Pagan was asked the secret of keeping his white pants so pristine during the barbecuing, and volunteered, "That's what a good chef is: put all the ingredients on the ribs, not on the clothes."

Fifth runner-up Steven Rhodes, special assistant to the president, had gotten to the White House at 6 a.m. to take care of the day's business in time to tend his grill. An old Creole formula updated with maple syrup, his sauce was a matter of mixing and tasting rather than a measurable recipe. But Rhodes, who grew up in New Orleans, had invented what he called ribs "with a Creole accent from New Orleans, a western accent from living in Los Angeles and a little preppie flair," which has been added since his recent move to Washington. His serious cooking began one college semester when he had only $50 to live on, and "became an indentured servant" to his roommates, cooking all their meals. "My phone bill went up because I had to call my mom a lot," he explained. He has since been a caterer, bartender and bricklayer, and as a presidential assistant still cooks barbecue every weekend all year, "depending how hard it is raining."

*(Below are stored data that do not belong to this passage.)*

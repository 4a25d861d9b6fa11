//! Single-word bitboard for boards up to 8x8

/// One bit per cell, row-major (`index = y * size + x`).
#[derive(Debug, Clone, Copy, PartialEq, Eq, Hash, Default)]
pub struct Bitboard {
    bits: u64,
}

impl Bitboard {
    /// Create empty bitboard
    pub const fn new() -> Self {
        Self { bits: 0 }
    }

    pub const fn from_bits(bits: u64) -> Self {
        Self { bits }
    }

    /// Every cell of a `size`x`size` board set
    pub const fn full(size: usize) -> Self {
        let cells = size * size;
        if cells >= 64 {
            Self { bits: u64::MAX }
        } else {
            Self {
                bits: (1u64 << cells) - 1,
            }
        }
    }

    #[inline]
    pub const fn bits(self) -> u64 {
        self.bits
    }

    #[inline]
    pub fn set(&mut self, idx: usize) {
        self.bits |= 1u64 << idx;
    }

    #[inline]
    pub fn clear(&mut self, idx: usize) {
        self.bits &= !(1u64 << idx);
    }

    /// Check if bit is set at index
    #[inline]
    pub fn get(self, idx: usize) -> bool {
        (self.bits >> idx) & 1 == 1
    }

    /// Count total set bits (popcount)
    #[inline]
    pub fn count(self) -> u32 {
        self.bits.count_ones()
    }

    #[inline]
    pub fn is_empty(self) -> bool {
        self.bits == 0
    }

    /// Iterate over set bit indices, lowest first
    pub fn iter_ones(self) -> BitboardIter {
        BitboardIter { bits: self.bits }
    }
}

impl std::ops::BitOr for Bitboard {
    type Output = Bitboard;

    fn bitor(self, rhs: Bitboard) -> Bitboard {
        Bitboard::from_bits(self.bits | rhs.bits)
    }
}

impl std::ops::BitOrAssign for Bitboard {
    fn bitor_assign(&mut self, rhs: Bitboard) {
        self.bits |= rhs.bits;
    }
}

impl std::ops::BitAnd for Bitboard {
    type Output = Bitboard;

    fn bitand(self, rhs: Bitboard) -> Bitboard {
        Bitboard::from_bits(self.bits & rhs.bits)
    }
}

impl std::ops::Not for Bitboard {
    type Output = Bitboard;

    fn not(self) -> Bitboard {
        Bitboard::from_bits(!self.bits)
    }
}

/// Iterator over set bits in a Bitboard
pub struct BitboardIter {
    bits: u64,
}

impl Iterator for BitboardIter {
    type Item = usize;

    fn next(&mut self) -> Option<Self::Item> {
        if self.bits == 0 {
            return None;
        }
        let idx = self.bits.trailing_zeros() as usize;
        // Clear the bit we just found
        self.bits &= self.bits - 1;
        Some(idx)
    }

    fn size_hint(&self) -> (usize, Option<usize>) {
        let n = self.bits.count_ones() as usize;
        (n, Some(n))
    }
}

impl ExactSizeIterator for BitboardIter {}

Two secrets of barbecue cooking became apparent in questioning the winners. One is to never give out your recipe; both Pagan and Rhodes were keeping their lips sealed, and the other winners -- Moore, Yeldell and director of the D.C. Department of Consumer Protection, Herbert Simmons -- had left before anybody could ask. Pagan and Rhodes also espouse identical methods: marinate the ribs, then parboil them, and finally grill them.

The real winners were the judges, who included Ofield Dukes, Vi Curtis Hinton and several whose name tags became too greasy to read. While judges at most tastings end up vowing never to eat that particular kind of food again, after 14 different barbecues these judges were ready for more. They went back to the tables for their favorites, even wrapped up leftovers to take home for dinner. As for the barbecues themselves, even the losers were winners.

DICK ARTIS' BARBECUE SAUCE (Makes 2 cups) 1 large onion, chopped 1 clove garlic, minced 1/4 cup oil 1 cup tomato pure'e 1/2 teaspoon salt 1 teaspoon dried thyme 1/3 cup chicken stock 8 teaspoons worcestershire sauce 1 teaspoon dry mustard 8 teaspoons vinegar 1 tablespoon chili salsa 1 tablespoon Pickapeppa sauce Freshly ground pepper 1/3 cup dry red wine

Saute' onions and garlic in oil. Scrape into blender and blend at high speed for a minute. Return to pan and add all the other ingredients except the wine. Simmer for 20 minutes; add wine and heat briefly.

KATHY BLUNT'S BARBECUE SAUCE (Makes 1 1/2 cups, enough for 5 pounds of ribs) 1/4 cup cider vinegar 1/4 cup water 3 tablespoons lemon juice 1/4 cup ketchup 1/4 cup brown sugar 1 onion, chopped 2 tablespoons prepared mustard 1 tablespoon butter 2 tablespoons worcestershire sauce 2 tablespoons liquid smoke

Combine vinegar, water, lemon juice, ketchup, brown sugar, onion, mustard and butter. Bring to a boil and simmer 15 minutes. Add worcestershire sauce and liquid smoke.

To prepare ribs, steam them for 5 minutes, then marinate for 1 hour in a quarter of the sauce. Grill until tender and cooked through, turning often and brushing with the rest of the sauce.